0

I have a table with images and tags in it (called tbl_images)

image_file    image_tags
----------    ----------------------------
test.png      tag1 another_tag tag2
hi.jpg        tag9 tag1 another_tag qwerty

How would I do it so that:

  • searching 'another' returns nothing
  • searching 'tag1' returns the test.png row
  • searching 'tag1 another_tag' returns the test.png row
  • searching 'qwerty tag2' returns nothing

?

As in, the ability to search using the full tag name and to search multiple tags at the same time if they all occur in the same image_tags field in the same row.

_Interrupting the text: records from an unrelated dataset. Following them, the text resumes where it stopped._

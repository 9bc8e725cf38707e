//! Second-quantized molecular Hamiltonian built from integral files
//!
//! Integral files hold one integral per line:
//!
//! ```text
//! p q coeff          one-body integral   ->  coeff      * [p+1, -(q+1)]
//! p q r s coeff      two-body integral   ->  coeff / -2 * [p+1, q+1, -(r+1), -(s+1)]
//! ```
//!
//! Orbitals are 0-indexed in the file and shifted by one so that the sign of an
//! index can carry the raising/lowering distinction. Lines of any other shape are
//! ignored.

use crate::error::{Result, TrotterError};
use crate::normal_order::CoefficientMap;
use crate::term::Term;
use std::fs::File;
use std::io::{BufRead, BufReader};
use std::path::Path;
use tracing::debug;

/// Line counts collected while reading an integral file
#[derive(Debug, Clone, Copy, Default, PartialEq, Eq)]
pub struct IngestStats {
    pub one_body: usize,
    pub two_body: usize,
    pub skipped: usize,
}

/// Normal-ordered Hamiltonian terms and the number of orbitals they span
#[derive(Debug, Clone, Default)]
pub struct Hamiltonian {
    terms: CoefficientMap,
    num_orbitals: u32,
    stats: IngestStats,
}

impl Hamiltonian {
    pub fn new() -> Self {
        Self::default()
    }

    /// Read an integral file and remove complex conjugate redundancy.
    pub fn from_file<P: AsRef<Path>>(path: P) -> Result<Self> {
        let path = path.as_ref();
        let file = File::open(path).map_err(|source| TrotterError::Io {
            path: path.to_path_buf(),
            source,
        })?;
        Self::from_reader(BufReader::new(file)).map_err(|source| TrotterError::Io {
            path: path.to_path_buf(),
            source,
        })
    }

    /// Read integrals from any buffered reader.
    ///
    /// Lines that are not valid UTF-8 are skipped like any other malformed line.
    pub fn from_reader<R: BufRead>(mut reader: R) -> std::io::Result<Self> {
        let mut hamiltonian = Self::new();
        let mut buffer = Vec::new();
        loop {
            buffer.clear();
            if reader.read_until(b'\n', &mut buffer)? == 0 {
                break;
            }
            match std::str::from_utf8(&buffer) {
                Ok(line) => {
                    hamiltonian.parse_line(line);
                }
                Err(_) => {
                    debug!("Skipping integral line that is not valid UTF-8");
                    hamiltonian.stats.skipped += 1;
                }
            }
        }
        hamiltonian.remove_complex_conjugates();
        Ok(hamiltonian)
    }

    /// Read integrals from an in-memory listing.
    pub fn parse(contents: &str) -> Self {
        let mut hamiltonian = Self::new();
        for line in contents.lines() {
            hamiltonian.parse_line(line);
        }
        hamiltonian.remove_complex_conjugates();
        hamiltonian
    }

    /// Parse one integral line. Returns whether a term was added.
    pub fn parse_line(&mut self, line: &str) -> bool {
        if !line.chars().any(|c| c.is_ascii_digit()) {
            return false;
        }

        let tokens: Vec<&str> = line.split_whitespace().collect();
        let added = match tokens.as_slice() {
            [p, q, coeff] => match parse_one_body(p, q, coeff) {
                Some((p, q, coeff)) => self.add_one_body(p, q, coeff),
                None => false,
            },
            [p, q, r, s, coeff] => match parse_two_body(p, q, r, s, coeff) {
                Some(([p, q, r, s], coeff)) => self.add_two_body(p, q, r, s, coeff),
                None => false,
            },
            _ => false,
        };

        if !added {
            debug!("Skipping integral line: {:?}", line);
            self.stats.skipped += 1;
        }
        added
    }

    /// Add the one-body integral h_pq a_p† a_q (0-indexed orbitals).
    ///
    /// Returns false, leaving the Hamiltonian unchanged, if an orbital has no
    /// signed index representation.
    pub fn add_one_body(&mut self, p: u32, q: u32, coeff: f64) -> bool {
        let (Some(p), Some(q)) = (raising(p), lowering(q)) else {
            return false;
        };
        self.ingest_term(Term::new(vec![p, q]), coeff);
        self.stats.one_body += 1;
        true
    }

    /// Add the two-body integral as -h_pqrs / 2 a_p† a_q† a_r a_s (0-indexed orbitals).
    ///
    /// Returns false if an orbital is out of range, as for `add_one_body`.
    pub fn add_two_body(&mut self, p: u32, q: u32, r: u32, s: u32, coeff: f64) -> bool {
        let (Some(p), Some(q), Some(r), Some(s)) = (raising(p), raising(q), lowering(r), lowering(s))
        else {
            return false;
        };
        self.ingest_term(Term::new(vec![p, q, r, s]), coeff / -2.0);
        self.stats.two_body += 1;
        true
    }

    /// Add an arbitrary operator string in normal order.
    pub fn ingest_term(&mut self, term: Term, coeff: f64) {
        self.num_orbitals = self.num_orbitals.max(term.max_orbital());
        self.terms.add_normal_form(term, coeff);
    }

    /// Keep one representative per conjugate pair; the partner is
    /// reconstructed when the Trotter series is enumerated.
    pub fn remove_complex_conjugates(&mut self) {
        self.terms.remove_complex_conjugates();
    }

    pub fn terms(&self) -> &CoefficientMap {
        &self.terms
    }

    pub fn num_orbitals(&self) -> u32 {
        self.num_orbitals
    }

    pub fn stats(&self) -> IngestStats {
        self.stats
    }
}

fn raising(orbital: u32) -> Option<i32> {
    i32::try_from(orbital).ok()?.checked_add(1)
}

fn lowering(orbital: u32) -> Option<i32> {
    raising(orbital).map(|index| -index)
}

fn parse_orbital(token: &str) -> Option<u32> {
    token.parse().ok()
}

fn parse_one_body(p: &str, q: &str, coeff: &str) -> Option<(u32, u32, f64)> {
    Some((parse_orbital(p)?, parse_orbital(q)?, coeff.parse().ok()?))
}

fn parse_two_body(p: &str, q: &str, r: &str, s: &str, coeff: &str) -> Option<([u32; 4], f64)> {
    let orbitals = [
        parse_orbital(p)?,
        parse_orbital(q)?,
        parse_orbital(r)?,
        parse_orbital(s)?,
    ];
    Some((orbitals, coeff.parse().ok()?))
}

#[cfg(test)]
mod tests {
    use super::*;

    #[test]
    fn test_one_body_line() {
        let hamiltonian = Hamiltonian::parse("0 1 0.5\n");
        assert_eq!(hamiltonian.terms().get(&Term::from([1, -2])), Some(0.5));
        assert_eq!(hamiltonian.num_orbitals(), 2);
        assert_eq!(hamiltonian.stats().one_body, 1);
    }

    #[test]
    fn test_two_body_line_is_halved_and_negated() {
        let hamiltonian = Hamiltonian::parse("1 0 0 1 0.25\n");
        // [2, 1, -1, -2] is already normal ordered
        assert_eq!(
            hamiltonian.terms().get(&Term::from([2, 1, -1, -2])),
            Some(-0.125)
        );
        assert_eq!(hamiltonian.stats().two_body, 1);
    }

    #[test]
    fn test_two_body_line_is_normal_ordered() {
        let hamiltonian = Hamiltonian::parse("0 1 1 0 1.0\n");
        // [1, 2, -2, -1] -> [2, 1, -1, -2] with an even number of swaps
        assert_eq!(
            hamiltonian.terms().get(&Term::from([2, 1, -1, -2])),
            Some(-0.5)
        );
        assert_eq!(hamiltonian.terms().len(), 1);
    }

    #[test]
    fn test_degenerate_two_body_line_vanishes() {
        let hamiltonian = Hamiltonian::parse("0 0 1 1 3.0\n");
        assert!(hamiltonian.terms().is_empty());
        assert_eq!(hamiltonian.num_orbitals(), 2);
    }

    #[test]
    fn test_conjugates_are_removed_after_reading() {
        let hamiltonian = Hamiltonian::parse("0 1 0.5\n1 0 0.5\n");
        assert_eq!(hamiltonian.terms().len(), 1);
        assert!(hamiltonian.terms().has_term(&Term::from([1, -2])));
    }

    #[test]
    fn test_malformed_lines_are_skipped() {
        let contents = "\
# integrals
0 0 -1.25
0 1 x
-1 0 0.5
0 1 2 3
1 1 1 1 1 1
";
        let hamiltonian = Hamiltonian::parse(contents);
        assert_eq!(hamiltonian.terms().len(), 1);
        assert_eq!(hamiltonian.terms().get(&Term::from([1, -1])), Some(-1.25));
        let stats = hamiltonian.stats();
        assert_eq!(stats.one_body, 1);
        assert_eq!(stats.skipped, 4);
    }

    #[test]
    fn test_integer_coefficients_are_accepted() {
        let hamiltonian = Hamiltonian::parse("2 2 3\n");
        assert_eq!(hamiltonian.terms().get(&Term::from([3, -3])), Some(3.0));
        assert_eq!(hamiltonian.num_orbitals(), 3);
    }

    #[test]
    fn test_out_of_range_orbitals_are_rejected() {
        let mut hamiltonian = Hamiltonian::new();
        assert!(!hamiltonian.add_one_body(u32::MAX, 0, 1.0));
        assert!(!hamiltonian.add_one_body(0, i32::MAX as u32, 1.0));
        assert!(!hamiltonian.add_two_body(0, 1, 2, u32::MAX, 1.0));
        assert!(hamiltonian.terms().is_empty());
        assert_eq!(hamiltonian.stats(), IngestStats::default());

        assert!(hamiltonian.add_one_body(i32::MAX as u32 - 1, 0, 1.0));
        assert_eq!(hamiltonian.num_orbitals(), i32::MAX as u32);
    }

    #[test]
    fn test_out_of_range_orbital_lines_are_skipped() {
        let hamiltonian = Hamiltonian::parse("2147483647 0 1.0
0 1 2 4294967295 1.0
0 0 1.0
");
        assert_eq!(hamiltonian.terms().len(), 1);
        assert_eq!(hamiltonian.stats().skipped, 2);
        assert_eq!(hamiltonian.stats().one_body, 1);
    }

    #[test]
    fn test_invalid_utf8_lines_are_skipped() {
        let contents: &[u8] = b"# comment \xff\xfe\n0 0 1.0\n0 1 0.5\n";
        let hamiltonian = Hamiltonian::from_reader(contents).unwrap();
        assert_eq!(hamiltonian.terms().get(&Term::from([1, -1])), Some(1.0));
        assert_eq!(hamiltonian.terms().get(&Term::from([1, -2])), Some(0.5));
        assert_eq!(hamiltonian.stats().skipped, 1);
        assert_eq!(hamiltonian.stats().one_body, 2);
    }

    #[test]
    fn test_from_reader_matches_parse() {
        let contents = "0 0 1.0\n0 1 0.5\n1 0 0.5\n0 1 1 0 0.2\n";
        let from_reader = Hamiltonian::from_reader(contents.as_bytes()).unwrap();
        let parsed = Hamiltonian::parse(contents);
        assert_eq!(from_reader.terms(), parsed.terms());
        assert_eq!(from_reader.num_orbitals(), parsed.num_orbitals());
    }
}
//! Coefficient map keyed on normal-ordered terms

use crate::error::{Result, TrotterError};
use crate::term::Term;
use std::collections::btree_map::{self, BTreeMap};
use tracing::debug;

/// Accumulated coefficients of canonical terms
///
/// Every key is normal ordered and free of repeated indices. Both properties
/// hold after each insertion through [`CoefficientMap::add_normal_form`].
#[derive(Debug, Clone, Default, PartialEq)]
pub struct CoefficientMap {
    terms: BTreeMap<Term, f64>,
}

impl CoefficientMap {
    pub fn new() -> Self {
        Self::default()
    }

    /// Add `coeff * term` to the map after bringing it into normal order.
    ///
    /// Contraction terms produced while reordering are queued and reduced in
    /// the same way, so the map receives the full normal-ordered expansion of
    /// the operator string.
    pub fn add_normal_form(&mut self, term: Term, coeff: f64) {
        let mut pending = vec![(term.into_indices(), coeff)];

        while let Some((mut indices, mut coeff)) = pending.pop() {
            for i in 0..indices.len() {
                let mut j = i;
                while j > 0 {
                    let (left, right) = (indices[j - 1], indices[j]);
                    if right <= left {
                        break;
                    }
                    indices.swap(j - 1, j);
                    if left == -right {
                        // a_k a_k† = 1 - a_k† a_k
                        let mut contracted = Vec::with_capacity(indices.len() - 2);
                        contracted.extend_from_slice(&indices[..j - 1]);
                        contracted.extend_from_slice(&indices[j + 1..]);
                        if !contracted.is_empty() {
                            pending.push((contracted, coeff));
                        }
                    }
                    coeff = -coeff;
                    j -= 1;
                }
            }

            // Normal order puts equal indices next to each other
            if indices.windows(2).any(|pair| pair[0] == pair[1]) {
                continue;
            }
            *self.terms.entry(Term::new(indices)).or_insert(0.0) += coeff;
        }
    }

    /// Keep one representative of every conjugate pair.
    ///
    /// When a term and its distinct conjugate are both present, the
    /// lexicographically smaller one survives.
    pub fn remove_complex_conjugates(&mut self) {
        let redundant: Vec<Term> = self
            .terms
            .keys()
            .filter_map(|term| {
                term.conjugate()
                    .filter(|conjugate| conjugate > term && self.terms.contains_key(conjugate))
            })
            .collect();

        debug!("Removing {} complex conjugate terms", redundant.len());
        for conjugate in redundant {
            self.terms.remove(&conjugate);
        }
    }

    /// Add every entry of `other` into this map.
    ///
    /// Keys of `other` are already canonical, so coefficients are summed
    /// without reordering.
    pub fn merge(&mut self, other: CoefficientMap) {
        if self.terms.is_empty() {
            self.terms = other.terms;
            return;
        }
        for (term, coeff) in other.terms {
            *self.terms.entry(term).or_insert(0.0) += coeff;
        }
    }

    pub fn has_term(&self, term: &Term) -> bool {
        self.terms.contains_key(term)
    }

    pub fn get(&self, term: &Term) -> Option<f64> {
        self.terms.get(term).copied()
    }

    /// Coefficient of a term that must be present
    pub fn at(&self, term: &Term) -> Result<f64> {
        self.get(term)
            .ok_or_else(|| TrotterError::MissingTerm { term: term.clone() })
    }

    pub fn len(&self) -> usize {
        self.terms.len()
    }

    pub fn is_empty(&self) -> bool {
        self.terms.is_empty()
    }

    pub fn iter(&self) -> btree_map::Iter<'_, Term, f64> {
        self.terms.iter()
    }

    pub fn terms(&self) -> btree_map::Keys<'_, Term, f64> {
        self.terms.keys()
    }
}

impl<'a> IntoIterator for &'a CoefficientMap {
    type Item = (&'a Term, &'a f64);
    type IntoIter = btree_map::Iter<'a, Term, f64>;

    fn into_iter(self) -> Self::IntoIter {
        self.terms.iter()
    }
}
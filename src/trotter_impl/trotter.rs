//! Core Trotter error expansion

use crate::normal_order::CoefficientMap;
use crate::ordering::TrotterSeries;
use crate::term::{concatenate_three_terms, trivially_commutes, Term};
use itertools::iproduct;
use rayon::prelude::*;
use std::ops::{Add, AddAssign};
use std::sync::atomic::{AtomicU64, Ordering};
use std::time::Instant;
use tracing::info;

/// Counters collected during the expansion
#[derive(Debug, Clone, Copy, Default, PartialEq, Eq)]
pub struct ExpansionStats {
    /// Visited (a, b, c) positions of the series
    pub position_triples: u64,
    /// Concrete operator triples expanded into four products
    pub expanded: u64,
    /// Concrete operator triples skipped as trivially commuting
    pub pruned: u64,
}

impl Add for ExpansionStats {
    type Output = Self;

    fn add(mut self, other: Self) -> Self {
        self += other;
        self
    }
}

impl AddAssign for ExpansionStats {
    fn add_assign(&mut self, other: Self) {
        self.position_triples += other.position_triples;
        self.expanded += other.expanded;
        self.pruned += other.pruned;
    }
}

/// Normal-ordered error operator and the statistics of its expansion
#[derive(Debug, Clone, Default)]
pub struct ErrorExpansion {
    pub terms: CoefficientMap,
    pub stats: ExpansionStats,
}

/// Trotter error calculator over an ordered series
pub struct TrotterErrorCalculator<'a> {
    series: &'a TrotterSeries,
    parallel: bool,
    report_progress: bool,
}

impl<'a> TrotterErrorCalculator<'a> {
    pub fn new(series: &'a TrotterSeries) -> Self {
        Self {
            series,
            parallel: true,
            report_progress: false,
        }
    }

    /// Distribute the outer loop over the rayon thread pool
    pub fn with_parallel(mut self, parallel: bool) -> Self {
        self.parallel = parallel;
        self
    }

    /// Log percentage complete and remaining time
    pub fn with_progress(mut self, report_progress: bool) -> Self {
        self.report_progress = report_progress;
        self
    }

    /// Number of (a, b, c) positions visited: Σ_{i<n} i (i + 1)
    pub fn num_commutators(&self) -> u64 {
        (0..self.series.len() as u64).map(|i| i * (i + 1)).sum()
    }

    /// Expand every admissible commutator of the series.
    pub fn calculate_trotter_error(&self) -> ErrorExpansion {
        let num_commutators = self.num_commutators();
        info!("There are {} possible commutators.", num_commutators);
        let progress = Progress::new(num_commutators, self.report_progress);

        let num_terms = self.series.len();
        let (terms, stats) = if self.parallel {
            (1..num_terms)
                .into_par_iter()
                .fold(
                    || (CoefficientMap::new(), ExpansionStats::default()),
                    |(mut terms, mut stats), b| {
                        self.expand_outer(b, &mut terms, &mut stats);
                        progress.advance(outer_weight(b));
                        (terms, stats)
                    },
                )
                .reduce(
                    || (CoefficientMap::new(), ExpansionStats::default()),
                    |(mut terms, stats), (other_terms, other_stats)| {
                        terms.merge(other_terms);
                        (terms, stats + other_stats)
                    },
                )
        } else {
            let mut terms = CoefficientMap::new();
            let mut stats = ExpansionStats::default();
            for b in 1..num_terms {
                self.expand_outer(b, &mut terms, &mut stats);
                progress.advance(outer_weight(b));
            }
            (terms, stats)
        };

        info!(
            "Expanded {} operator triples, pruned {} trivially commuting triples",
            stats.expanded, stats.pruned
        );
        ErrorExpansion { terms, stats }
    }

    /// All commutators with position `b` as the outer operand B.
    fn expand_outer(&self, b: usize, terms: &mut CoefficientMap, stats: &mut ExpansionStats) {
        let b_entry = self.series.get_term_for_trotter(b);

        for a in 0..=b {
            let a_entry = self.series.get_term_for_trotter(a);

            for c in 0..b {
                let c_entry = self.series.get_term_for_trotter(c);
                stats.position_triples += 1;

                let scale = scale_factor(
                    a,
                    b,
                    a_entry.coefficient * b_entry.coefficient * c_entry.coefficient,
                );

                for (a_term, b_term, c_term) in
                    iproduct!(&a_entry.terms, &b_entry.terms, &c_entry.terms)
                {
                    if trivially_commutes(a_term, b_term, c_term) {
                        stats.pruned += 1;
                        continue;
                    }
                    stats.expanded += 1;
                    add_commutator_terms(terms, a_term, b_term, c_term, scale);
                }
            }
        }
    }
}

/// (1/12)(1 - δ_ab / 2) applied to the product of the three coefficients
pub fn scale_factor(a: usize, b: usize, multiplied_coeffs: f64) -> f64 {
    if a == b {
        multiplied_coeffs / 24.0
    } else {
        multiplied_coeffs / 12.0
    }
}

/// Accumulate scale * [A, [B, C]] = scale * (ABC - ACB - BCA + CBA).
pub fn add_commutator_terms(
    terms: &mut CoefficientMap,
    a_term: &Term,
    b_term: &Term,
    c_term: &Term,
    scale: f64,
) {
    terms.add_normal_form(concatenate_three_terms(a_term, b_term, c_term), scale);
    terms.add_normal_form(concatenate_three_terms(a_term, c_term, b_term), -scale);
    terms.add_normal_form(concatenate_three_terms(b_term, c_term, a_term), -scale);
    terms.add_normal_form(concatenate_three_terms(c_term, b_term, a_term), scale);
}

/// Position triples visited for outer index b
fn outer_weight(b: usize) -> u64 {
    let b = b as u64;
    b * (b + 1)
}

struct Progress {
    enabled: bool,
    total: u64,
    done: AtomicU64,
    last_percent: AtomicU64,
    start: Instant,
}

impl Progress {
    fn new(total: u64, enabled: bool) -> Self {
        Self {
            enabled,
            total,
            done: AtomicU64::new(0),
            last_percent: AtomicU64::new(0),
            start: Instant::now(),
        }
    }

    fn advance(&self, count: u64) {
        if !self.enabled || self.total == 0 {
            return;
        }
        let done = self.done.fetch_add(count, Ordering::Relaxed) + count;
        let percent = done * 100 / self.total;
        let previous = self.last_percent.fetch_max(percent, Ordering::Relaxed);
        if percent <= previous {
            return;
        }

        let elapsed = self.start.elapsed().as_secs_f64();
        let remaining = elapsed / percent as f64 * (100 - percent) as f64;
        info!(
            "Computation {}% complete. Approximately {} minute(s) remaining.",
            percent,
            (remaining / 60.0) as u64
        );
    }
}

Note:-

  • I'm only searching within one field
  • Its being done with a PHP search input (retrieved in $_GET['search_terms'])
  • I can't do LIKE '%tag9% because tag9 could appear in a larger tag, such as Atag98, and as I said I would only like the exact tag match.
  • I can't do LIKE ' tag9 ' (note the space before and after,) because tag9 may appear at the beginning of the image_tags field (where there is no space, so there would be no match)
  • I can't do LIKE 'tag9 another_tag' because I don't know if another_tag comes after tag9, similarly I can't do LIKE 'tag9%another_tag' for the same reason; also tag9 could be part of a larger tag (as mentioned previously.)

Also, is fulltext search appropriate for this? And if so, could you provide an example please?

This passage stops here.